In order to help break down chains of transmission in the community, local authorities are being encouraged to target testing to people who cannot work from home during lockdown, including those without symptoms.
Increasing asymptomatic testing is particularly significant in reducing Covid-19 infections as some of the most recent data shows that around 1 in 3 people have coronavirus without displaying any symptoms.
Identifying these asymptomatic carriers, ensuring they are aware if they test positive for the virus and self-isolate, will break transmission in the community and help protect those who cannot work from home and vital services.
Rapid, regular testing for people without symptoms of coronavirus will be made available across the country from this week, with the eligibility of the community testing programme having been expanded to cover all local authorities.
So far, 131 local authorities have signed up to community testing, with 107 having already started testing in their communities.

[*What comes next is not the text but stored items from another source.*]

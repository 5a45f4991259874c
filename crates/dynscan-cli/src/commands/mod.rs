//! CLI command implementations.

pub mod count;
pub mod scan;

use anyhow::Result;
use clap::Args;
use dynscan_core::store::Item;
use dynscan_core::{
    Config, DynamoStore, Error, ScanBuilder, ScanMetrics, TableScanner, ThreadPacer,
};
use std::sync::Arc;
use tracing::{info, warn};

/// Command-line overrides of the `[store]` and `[scan]` sections.
#[derive(Debug, Default, Args)]
pub struct ScanOverrides {
    /// Table to scan (overrides store.table_name)
    #[arg(long)]
    pub table: Option<String>,

    /// Items per page and per throttling batch
    #[arg(long)]
    pub items_per_page: Option<usize>,

    /// Pause after each batch in milliseconds
    #[arg(long)]
    pub pause_ms: Option<u64>,
}

impl ScanOverrides {
    /// Apply the overrides and validate the result.
    pub fn apply(self, mut config: Config) -> Result<Config> {
        if let Some(table) = self.table {
            config.store.table_name = Some(table);
        }
        if let Some(items_per_page) = self.items_per_page {
            config.scan.items_per_page = items_per_page;
        }
        if let Some(pause_ms) = self.pause_ms {
            config.scan.pause_between_pages_ms = pause_ms;
        }

        config.validate()?;
        Ok(config)
    }
}

/// A connected scanner plus the per-run pieces shared by all commands.
pub struct Session {
    scanner: TableScanner<DynamoStore>,
    config: Config,
    table: String,
    pacer: ThreadPacer,
    metrics: Arc<ScanMetrics>,
}

impl Session {
    /// Connect to DynamoDB and arm the Ctrl+C handler.
    pub fn connect(config: Config) -> Result<Self> {
        let table = config.store.table_name.clone().ok_or_else(|| {
            Error::Config("No table given; pass --table or set store.table_name".into())
        })?;

        let store = DynamoStore::connect(&config.store, &config.scan)?;
        let pacer = ThreadPacer::new();

        let interrupter = pacer.interrupter();
        if let Err(e) = ctrlc::set_handler(move || {
            info!("Received SIGINT, stopping at the next pause");
            interrupter.interrupt();
        }) {
            warn!(error = %e, "Failed to install Ctrl+C handler");
        }

        Ok(Self {
            scanner: TableScanner::new(store),
            config,
            table,
            pacer,
            metrics: Arc::new(ScanMetrics::new()),
        })
    }

    /// Scan builder preconfigured with the table, pacing and metrics.
    pub fn scan(&self) -> ScanBuilder<'_, DynamoStore, Item> {
        self.scanner
            .scan()
            .table(self.table.as_str())
            .settings(&self.config.scan)
            .pacer(self.pacer.clone())
            .metrics(Arc::clone(&self.metrics))
    }

    /// Counters shared by every scan of this session.
    pub fn metrics(&self) -> &ScanMetrics {
        &self.metrics
    }
}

Many of these, including Essex and Milton Keynes, are focusing on the testing of critical workers and those who must leave home for essential reasons.
Health Secretary Matt Hancock said: “With roughly a third of people who have coronavirus not showing symptoms, targeted asymptomatic testing and subsequent isolation is highly effective in breaking chains of transmission.
“Rapid, regular testing is led by local authorities who design programmes based on their in-depth knowledge of the local populations, so testing can have the greatest impact.
“We are now expanding this offer to every local authority across the country, and asking testing to be targeted on workers who cannot work from home during this national lockdown, while asking employers to work with us to scale up workforce testing.
“Lateral flow tests have already been hugely successful in finding positive cases quickly – and every positive case found is helping to stop the spread - so I encourage employers and workers to take this offer up. We must all do all we can to stop the spread of Covid-19, right now.”